青木さんがそう尋ねてくれたとき、私は思わず涙ぐみそうになった。彼の目には何もかも見透かされているようだった。私は、どうしても自分の弱さを見せたくなくて、ただ微笑んで「なんでもないですよ」と言った。でも、心の奥底では、もう続けられないと感じていた。この店と、そして自分自身の気持ちを抑え込むことが。

この店を閉めるべきかもしれない。

そう決断するのに、時間はかからなかった。店を閉めることは、私自身を救うための選択だったのかもしれない。そして、彼に対するこの気持ちも、一度は整理しなければならないと思った。彼に伝えるべきなのか、それともこのまま静かに心の中にしまっておくべきなのか、答えはまだ出ない。お店を続けていくことに、こんなにも気持ちの安定が必要なんだとは、思いもしなかった。
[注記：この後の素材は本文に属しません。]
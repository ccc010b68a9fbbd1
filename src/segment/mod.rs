//! On-disk segment layout: component naming, footer checksums, and
//! per-SSTable/per-column file layout (spec.md §4.5, §6).
//!
//! Grounded on `src/sstable/mod.rs`'s header/footer checksum convention
//! (`[magic][version][crc32]`, validated on open) generalized from one
//! fixed SSTable file to many small named component files.

pub mod builder;
pub mod layout;

use std::path::PathBuf;

use crc32fast::Hasher as Crc32;
use thiserror::Error;

/// Magic number stamped on every non-marker component footer.
const COMPONENT_MAGIC: u32 = u32::from_le_bytes(*b"SAI0");

/// Footer size in bytes: `magic(4) + version(2) + crc32(4)`.
pub const FOOTER_SIZE: usize = 10;

/// Current on-disk format generation. Encoded in filenames as a two-letter
/// token (`AA` for generation 0) per spec.md §6.
pub const CURRENT_VERSION: u16 = 0;

/// Errors raised while building or opening segment components.
#[derive(Debug, Error)]
pub enum SegmentError {
    /// Underlying filesystem operation failed.
    #[error("io error on {path}: {source}")]
    Io {
        /// Path the operation was attempted against.
        path: PathBuf,
        /// Underlying error.
        #[source]
        source: std::io::Error,
    },

    /// A component file was shorter than [`FOOTER_SIZE`] or otherwise
    /// structurally truncated.
    #[error("truncated component at {path}")]
    Truncated {
        /// Path of the offending file.
        path: PathBuf,
    },

    /// The footer magic didn't match [`COMPONENT_MAGIC`].
    #[error("bad magic in component at {path}")]
    BadMagic {
        /// Path of the offending file.
        path: PathBuf,
    },

    /// The footer's CRC32 didn't match the recomputed checksum over the body.
    #[error("checksum mismatch in component at {path}")]
    ChecksumMismatch {
        /// Path of the offending file.
        path: PathBuf,
    },

    /// The on-disk format version is newer than this build understands.
    #[error("unsupported component version {found} (supports up to {max})")]
    UnsupportedVersion {
        /// Version read from the file.
        found: u16,
        /// Newest version this build knows how to read.
        max: u16,
    },

    /// A build-time fault injection hook fired (test-only).
    #[error("injected fault: {0}")]
    Injected(&'static str),

    /// Encoding/decoding a component's inner payload failed.
    #[error(transparent)]
    Encoding(#[from] crate::encoding::EncodingError),
}

/// The kinds of file SAI persists per spec.md §6's `ComponentType` list.
#[derive(Debug, Clone, Copy, PartialEq, Eq, Hash)]
pub enum ComponentType {
    /// Literal index: the term dictionary's posting-list payload, one
    /// blob per term concatenated in ascending term order, referenced by
    /// offset/length from `TERMS_FOOTER_POINTER`.
    TermsData,
    /// Literal index: the term directory — each term's bytes plus an
    /// offset/length pointer into `TERMS_DATA`'s posting blob.
    TermsFooterPointer,
    /// Shared posting-list payload (referenced by trie/tree entries).
    PostingLists,
    /// Numeric index block KD-tree node topology (min/max, depth, child
    /// pointers, and an offset/length pointer into `KD_TREE_POSTING_LISTS`
    /// for nodes that carry postings).
    KdTree,
    /// Numeric index: the posting-list payload for leaves and sampled
    /// internal nodes, referenced by offset from `KD_TREE`.
    KdTreePostingLists,
    /// Vector index graph adjacency (entry point + per-node neighbor list).
    AnnGraph,
    /// Vector index raw vectors, one per node ordinal.
    AnnVectors,
    /// Vector index PQ codebook + codes, when the segment trained one.
    AnnPq,
    /// Vector index ordinal → row-id map.
    AnnOrdinals,
    /// Per-column segment metadata (ranges, min/max term, row count).
    Meta,
    /// Empty marker file; presence means the column's build succeeded.
    ColumnCompletionMarker,
    /// Primary-key trie (shared across all columns in the SSTable).
    PrimaryKeyTrie,
    /// Primary-key data blocks.
    PrimaryKeyBlocks,
    /// Primary-key block offset table.
    PrimaryKeyBlockOffsets,
    /// Dense token array for token-range filtering.
    TokenValues,
    /// Offsets into `TOKEN_VALUES`.
    OffsetsValues,
    /// Empty marker file; presence means every column for the SSTable built.
    GroupCompletionMarker,
}

impl ComponentType {
    /// The filename segment this component type maps to, per spec.md §6.
    fn tag(self) -> &'static str {
        match self {
            Self::TermsData => "TERMS_DATA",
            Self::TermsFooterPointer => "TERMS_FOOTER_POINTER",
            Self::PostingLists => "POSTING_LISTS",
            Self::KdTree => "KD_TREE",
            Self::KdTreePostingLists => "KD_TREE_POSTING_LISTS",
            Self::AnnGraph => "ANN_GRAPH",
            Self::AnnVectors => "ANN_VECTORS",
            Self::AnnPq => "ANN_PQ",
            Self::AnnOrdinals => "ANN_ORDINALS",
            Self::Meta => "META",
            Self::ColumnCompletionMarker => "COLUMN_COMPLETION_MARKER",
            Self::PrimaryKeyTrie => "PRIMARY_KEY_TRIE",
            Self::PrimaryKeyBlocks => "PRIMARY_KEY_BLOCKS",
            Self::PrimaryKeyBlockOffsets => "PRIMARY_KEY_BLOCK_OFFSETS",
            Self::TokenValues => "TOKEN_VALUES",
            Self::OffsetsValues => "OFFSETS_VALUES",
            Self::GroupCompletionMarker => "GROUP_COMPLETION_MARKER",
        }
    }

    /// Whether this component type is an empty presence marker (no footer,
    /// no body — spec.md §4.5's "empty file; presence = success").
    pub fn is_marker(self) -> bool {
        matches!(self, Self::ColumnCompletionMarker | Self::GroupCompletionMarker)
    }

    /// Whether this component is scoped to one column (vs. shared by every
    /// column in the SSTable).
    pub fn is_per_column(self) -> bool {
        !matches!(
            self,
            Self::PrimaryKeyTrie
                | Self::PrimaryKeyBlocks
                | Self::PrimaryKeyBlockOffsets
                | Self::TokenValues
                | Self::OffsetsValues
                | Self::GroupCompletionMarker
        )
    }
}

fn version_token(version: u16) -> String {
    let hi = (version / 26) as u8;
    let lo = (version % 26) as u8;
    format!(
        "{}{}",
        (b'A' + hi.min(25)) as char,
        (b'A' + lo.min(25)) as char
    )
}

/// Builds the on-disk path for one component, per spec.md §6:
/// `<sstable>-SAI+<version>+<segment>+<column|>+<ComponentType>.db`. An
/// SSTable index aggregates `1..K` segments per column (spec.md §4.5); the
/// `segment` ordinal (0-based) keeps each segment's components from
/// colliding with the next one's.
pub fn component_path(
    directory: &std::path::Path,
    sstable_name: &str,
    version: u16,
    segment: u32,
    column: Option<&str>,
    component: ComponentType,
) -> PathBuf {
    let column_segment = column.unwrap_or("");
    let filename = format!(
        "{sstable_name}-SAI+{}+{segment:04}+{column_segment}+{}.db",
        version_token(version),
        component.tag()
    );
    directory.join(filename)
}

/// Appends `[magic:u32][version:u16][crc32:u32]` to `buf`, the checksum
/// computed over everything already in `buf` (the component body).
pub fn write_footer(buf: &mut Vec<u8>, version: u16) {
    let mut hasher = Crc32::new();
    hasher.update(buf);
    let crc = hasher.finalize();
    buf.extend_from_slice(&COMPONENT_MAGIC.to_le_bytes());
    buf.extend_from_slice(&version.to_le_bytes());
    buf.extend_from_slice(&crc.to_le_bytes());
}

/// Validates a component buffer's trailing footer and returns the body
/// slice (everything before the footer) on success.
pub fn read_and_validate_footer<'a>(
    buf: &'a [u8],
    path: &std::path::Path,
) -> Result<&'a [u8], SegmentError> {
    if buf.len() < FOOTER_SIZE {
        return Err(SegmentError::Truncated {
            path: path.to_path_buf(),
        });
    }
    let body_len = buf.len() - FOOTER_SIZE;
    let (body, footer) = buf.split_at(body_len);

    let magic = u32::from_le_bytes([footer[0], footer[1], footer[2], footer[3]]);
    if magic != COMPONENT_MAGIC {
        return Err(SegmentError::BadMagic {
            path: path.to_path_buf(),
        });
    }
    let version = u16::from_le_bytes([footer[4], footer[5]]);
    if version > CURRENT_VERSION {
        return Err(SegmentError::UnsupportedVersion {
            found: version,
            max: CURRENT_VERSION,
        });
    }
    let stored_crc = u32::from_le_bytes([footer[6], footer[7], footer[8], footer[9]]);

    let mut hasher = Crc32::new();
    hasher.update(body);
    if hasher.finalize() != stored_crc {
        return Err(SegmentError::ChecksumMismatch {
            path: path.to_path_buf(),
        });
    }
    Ok(body)
}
店を閉じた後も、私はしばらくの間、何もできずにいた。あの場所がなくなったことで、私の心にぽっかりと穴が空いてしまったようだった。でも、同時にその静寂が、心を癒してくれる気もした。やっと、自分自身を取り戻すための時間ができたのだ。

「また、いつか。」

心の中でそう呟く。青木さんとの時間は、私にとって特別だった。でも今は、まず自分の心の静けさを取り戻すことが先決だ。いつか再び、彼と向き合える日が来るのかもしれない。その時が来たら、今度はもう少しだけ勇気を出せるように。